Zulip Chat Archive

Stream: new members

Topic: Eliminate classical.some


view this post on Zulip Joe (May 22 2019 at 04:33):

variables {α : Type*} {β : Type*}

def foo (x : α) (p : α  Prop) (f : α  β) (he :  x, p x)
  (ha :  x y, p x  p y  f x = f y) : β := f (classical.some he)

How do I construct the same thing without using classical.some? I think it is possible because ha says f doesn't care which x is chosen as long as p x is satisfied.

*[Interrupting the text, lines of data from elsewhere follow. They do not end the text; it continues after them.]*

#![allow(dead_code)]

use glaze_database::schema::{EntitySchema, Model};
use glaze_database::{ChangeSet, Changes, DataType, Entity, Record, Result, Value};
use std::time::{Duration, Instant};

pub const WAIT: Duration = Duration::from_secs(5);
pub const QUIET: Duration = Duration::from_millis(200);

#[derive(Clone, Debug, PartialEq)]
pub struct Person {
    pub name: String,
    pub age: Option<i64>,
}

impl Person {
    pub fn new(name: &str, age: Option<i64>) -> Self {
        Self {
            name: name.to_string(),
            age,
        }
    }
}

impl Entity for Person {
    const NAME: &'static str = "Person";

    fn from_record(record: &Record) -> Result<Self> {
        Ok(Self {
            name: record.require_str("name")?.to_string(),
            age: record.optional_i64("age")?,
        })
    }
}

#[derive(Clone, Debug, PartialEq)]
pub struct Note {
    pub title: String,
}

impl Entity for Note {
    const NAME: &'static str = "Note";

    fn from_record(record: &Record) -> Result<Self> {
        Ok(Self {
            title: record.require_str("title")?.to_string(),
        })
    }
}

pub fn person_schema() -> EntitySchema {
    EntitySchema::builder("Person")
        .unique_field("name", DataType::String)
        .optional_field("age", DataType::Int64)
        .build()
        .unwrap()
}

pub fn note_schema() -> EntitySchema {
    EntitySchema::builder("Note")
        .field("title", DataType::String)
        .build()
        .unwrap()
}

pub fn model() -> Model {
    Model::new(vec![person_schema(), note_schema()]).unwrap()
}

/// Fills in a person record.
pub fn person(name: &str, age: Option<i64>) -> impl FnOnce(&mut Record) -> Result<()> + '_ {
    move |r: &mut Record| {
        r.set("name", name)?;
        if let Some(age) = age {
            r.set("age", age)?;
        }
        Ok(())
    }
}

pub fn next<T>(changes: &mut Changes<T>) -> ChangeSet<T> {
    changes
        .recv_timeout(WAIT)
        .expect("timed out waiting for a change set")
}

pub fn assert_quiet<T: std::fmt::Debug>(changes: &mut Changes<T>) {
    if let Ok(extra) = changes.recv_timeout(QUIET) {
        panic!("unexpected change set: {:?}", extra);
    }
}

/// Polls `condition` until it holds or the wait expires.
pub fn eventually(mut condition: impl FnMut() -> bool) -> bool {
    let deadline = Instant::now() + WAIT;
    while Instant::now() < deadline {
        if condition() {
            return true;
        }
        std::thread::sleep(Duration::from_millis(5));
    }
    condition()
}

/// A timestamped measurement.
#[derive(Clone, Debug, PartialEq)]
pub struct Reading {
    pub score: f64,
    pub at: i64,
}

impl Entity for Reading {
    const NAME: &'static str = "Reading";

    fn from_record(record: &Record) -> Result<Self> {
        Ok(Self {
            score: record.require_f64("score")?,
            at: record.require_datetime("at")?,
        })
    }
}

pub fn reading_model() -> Model {
    Model::new(vec![EntitySchema::builder("Reading")
        .field("score", DataType::Float64)
        .field("at", DataType::DateTime)
        .build()
        .unwrap()])
    .unwrap()
}

/// Fills in a reading record.
pub fn reading(score: f64, at: i64) -> impl FnOnce(&mut Record) -> Result<()> {
    move |r: &mut Record| {
        r.set("score", score)?;
        r.set("at", Value::DateTime(at))
    }
}
//! Storage - Main entry point for Glaze persistence.
//!
//! A `Storage` owns one store, its notification thread, and the registry of
//! observers attached to it. Clones share all three.

use crate::config::{ModelSource, StorageConfig};
use crate::context::OperationContext;
use crate::dispatch::{self, Notification, Registry};
use crate::observable::{ObservableQuery, Source};
use glaze_core::schema::Model;
use glaze_core::{map_records, Entity, EngineError, Error, Result};
use glaze_query::Request;
use glaze_reactive::QueryRegistry;
use glaze_storage::{DocumentEngine, Engine, EngineKind, RelationalEngine, SnapshotRead, Store};
use parking_lot::Mutex;
use std::fmt;
use std::sync::mpsc::{self, Sender};
use std::sync::Arc;

struct Shared<E: Engine> {
    store: Store<E>,
    registry: Registry,
    notifier: Mutex<Sender<Notification>>,
    model_description: String,
}

impl<E: Engine> Shared<E> {
    fn check_open(&self) -> Result<()> {
        if self.store.is_closed() {
            return Err(EngineError::Closed.into());
        }
        Ok(())
    }
}

impl<E: Engine> Source for Shared<E> {
    fn view(&self) -> Result<Arc<dyn SnapshotRead>> {
        self.check_open()?;
        Ok(self.store.view())
    }

    fn registry(&self) -> &Registry {
        &self.registry
    }
}

/// Uniform persistence over one engine.
///
/// Provides:
/// - scoped write operations (`operation`)
/// - read-only fetches of committed state (`fetch`)
/// - observable queries (`observable`)
pub struct Storage<E: Engine> {
    shared: Arc<Shared<E>>,
}

/// Storage backed by the relational engine.
pub type RelationalStorage = Storage<RelationalEngine>;

/// Storage backed by the document engine.
pub type DocumentStorage = Storage<DocumentEngine>;

impl RelationalStorage {
    pub fn relational(config: StorageConfig, model: impl Into<ModelSource>) -> Result<Self> {
        Self::open(RelationalEngine::new(), model, config)
    }
}

impl DocumentStorage {
    pub fn document(config: StorageConfig, model: impl Into<ModelSource>) -> Result<Self> {
        Self::open(DocumentEngine::new(), model, config)
    }
}

impl<E: Engine> Storage<E> {
    /// Resolves the model, opens (and if needed migrates) the store, and
    /// starts the notification thread.
    pub fn open(engine: E, model: impl Into<ModelSource>, config: StorageConfig) -> Result<Self> {
        let source = model.into();
        let model_description = source.to_string();
        let model = Arc::new(source.resolve(&config.bundle)?);
        let store = Store::open(engine, model, config.store_config())?;

        let registry: Registry = Arc::new(Mutex::new(QueryRegistry::new()));
        let (sender, receiver) = mpsc::channel();
        dispatch::spawn(
            format!("glaze-{}-notify", store.kind()),
            receiver,
            Arc::clone(&registry),
        )?;

        let hook_sender = Mutex::new(sender.clone());
        store.set_commit_hook(move |commit| {
            // The dispatcher only stops after a termination, and nothing
            // commits after that.
            let _ = hook_sender.lock().send(Notification::Commit(commit));
        });

        Ok(Self {
            shared: Arc::new(Shared {
                store,
                registry,
                notifier: Mutex::new(sender),
                model_description,
            }),
        })
    }

    /// Validates `request` and returns a cold observable for it.
    pub fn observable<T: Entity>(&self, request: Request<T>) -> Result<ObservableQuery<T>> {
        self.shared.check_open()?;
        let schema = self.shared.store.model().require(request.query().entity())?;
        request.query().validate(schema)?;
        let source: Arc<dyn Source> = self.shared.clone();
        Ok(ObservableQuery::new(source, request))
    }

    /// Runs `f` with exclusive write access.
    ///
    /// Only what `f` saves is kept; everything else it staged is discarded
    /// when it returns, whether it succeeded or not. Calling `operation`
    /// again from inside `f` fails with `InvalidOperation`.
    pub fn operation<R, F>(&self, f: F) -> Result<R>
    where
        F: FnOnce(&mut OperationContext<'_, E>) -> Result<R>,
    {
        let mut ctx = OperationContext::new(self.shared.store.begin()?);
        let result = f(&mut ctx);
        ctx.finish();
        result
    }

    /// Evaluates `request` against committed state.
    pub fn fetch<T: Entity>(&self, request: &Request<T>) -> Result<Vec<T>> {
        map_records(&self.shared.store.read(request.query())?)
    }

    #[inline]
    pub fn model(&self) -> &Model {
        self.shared.store.model()
    }

    #[inline]
    pub fn engine_kind(&self) -> EngineKind {
        self.shared.store.kind()
    }

    pub fn description(&self) -> String {
        format!(
            "{} with {}",
            self.shared.store.description(),
            self.shared.model_description
        )
    }

    pub fn is_closed(&self) -> bool {
        self.shared.store.is_closed()
    }

    /// Number of subscriptions currently attached.
    pub fn observer_count(&self) -> usize {
        self.shared.registry.lock().observers().len()
    }

    /// Deletes the backing data and closes the storage.
    ///
    /// Every live subscription receives a terminal `Engine(Closed)` error.
    pub fn remove_store(&self) -> Result<()> {
        self.shared.check_open()?;
        self.shared.store.remove()?;
        let error = Arc::new(Error::from(EngineError::Closed));
        let _ = self.shared.notifier.lock().send(Notification::Terminate(error));
        Ok(())
    }
}

impl<E: Engine> Clone for Storage<E> {
    fn clone(&self) -> Self {
        Self {
            shared: Arc::clone(&self.shared),
        }
    }
}

impl<E: Engine> fmt::Debug for Storage<E> {
    fn fmt(&self, f: &mut fmt::Formatter<'_>) -> fmt::Result {
        f.debug_struct("Storage")
            .field("store", &self.shared.store)
            .field("model", &self.shared.model_description)
            .finish()
    }
}

#[cfg(test)]
mod tests {
    use super::*;
    use glaze_core::schema::EntitySchema;
    use glaze_core::{DataType, Record};

    #[derive(Clone, Debug, PartialEq)]
    struct Tag {
        label: String,
    }

    impl Entity for Tag {
        const NAME: &'static str = "Tag";

        fn from_record(record: &Record) -> Result<Self> {
            Ok(Self {
                label: record.require_str("label")?.to_string(),
            })
        }
    }

    fn model() -> Model {
        Model::new(vec![EntitySchema::builder("Tag")
            .field("label", DataType::String)
            .build()
            .unwrap()])
        .unwrap()
    }

    #[test]
    fn test_nested_operation_rejected() {
        let storage = RelationalStorage::relational(StorageConfig::in_memory(), model()).unwrap();
        let err = storage
            .operation(|_| storage.operation(|_| Ok(())))
            .unwrap_err();
        assert!(matches!(err, Error::InvalidOperation { .. }));
        // The gate is released afterwards.
        storage.operation(|_| Ok(())).unwrap();
    }

    #[test]
    fn test_observable_validates_request() {
        let storage = DocumentStorage::document(StorageConfig::in_memory(), model()).unwrap();
        let err = storage
            .observable(Request::<Tag>::new().filtered("colour", glaze_query::Condition::IsNull))
            .unwrap_err();
        assert!(matches!(err, Error::InvalidField { .. }));
        assert_eq!(storage.observer_count(), 0);
    }

    #[test]
    fn test_description() {
        let storage = RelationalStorage::relational(StorageConfig::in_memory(), model()).unwrap();
        assert_eq!(storage.engine_kind(), EngineKind::Relational);
        assert_eq!(
            storage.description(),
            "relational store at memory (schema version 0) with model with 1 entities"
        );
    }

    #[test]
    fn test_remove_store_closes() {
        let storage = RelationalStorage::relational(StorageConfig::in_memory(), model()).unwrap();
        storage.remove_store().unwrap();
        assert!(storage.is_closed());
        let err = storage.fetch(&Request::<Tag>::new()).unwrap_err();
        assert!(matches!(err, Error::Engine(EngineError::Closed)));
        assert!(storage.remove_store().is_err());
        assert!(storage.observable(Request::<Tag>::new()).is_err());
    }
}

view this post on Zulip Mario Carneiro (May 22 2019 at 04:39):

it's not possible

view this post on Zulip Mario Carneiro (May 22 2019 at 04:39):

this is called unique choice, and there isn't a way to get it without using choice or making your own axiom

view this post on Zulip Mario Carneiro (May 22 2019 at 04:40):

as far as lean is concerned, it's just as "nonconstructive" because the exists doesn't tell you how to find such an element

view this post on Zulip Mario Carneiro (May 22 2019 at 04:42):

For example, you could use this to compute the busy beaver function

view this post on Zulip Jesse Michael Han (May 22 2019 at 05:50):

are lean's constructive reals the same as the computable reals? another example could be definable but noncomputable reals

view this post on Zulip Mario Carneiro (May 22 2019 at 05:58):

Oh, wait, what's that (x : α) doing there? It's not used in the definition

view this post on Zulip Mario Carneiro (May 22 2019 at 05:59):

I will assume that's a typo. Here's how everything becomes computable using (computable) unique choice:

variables {α : Type*} {β : Type*}

def unique_choice (p : α  Prop) (f : α  β) (he :  x, p x)
  (ha :  x y, p x  p y  f x = f y) : β := sorry

def choice' {α} : nonempty α  α :=
unique_choice (eq classical.choice) id ⟨_, rfl $ λ x y h, h.1.symm.trans h.2

view this post on Zulip Kevin Buzzard (May 22 2019 at 06:40):

The problem is that even if f : α → β is a function which is computable and which you can prove is a bijection, there might be no algorithm to compute the inverse function (the proof might just be an abstract existence proof rather than a construction). Going from ∃ x, p x to x is going from the Prop universe to the Type universe and sometimes this is not possible constructively.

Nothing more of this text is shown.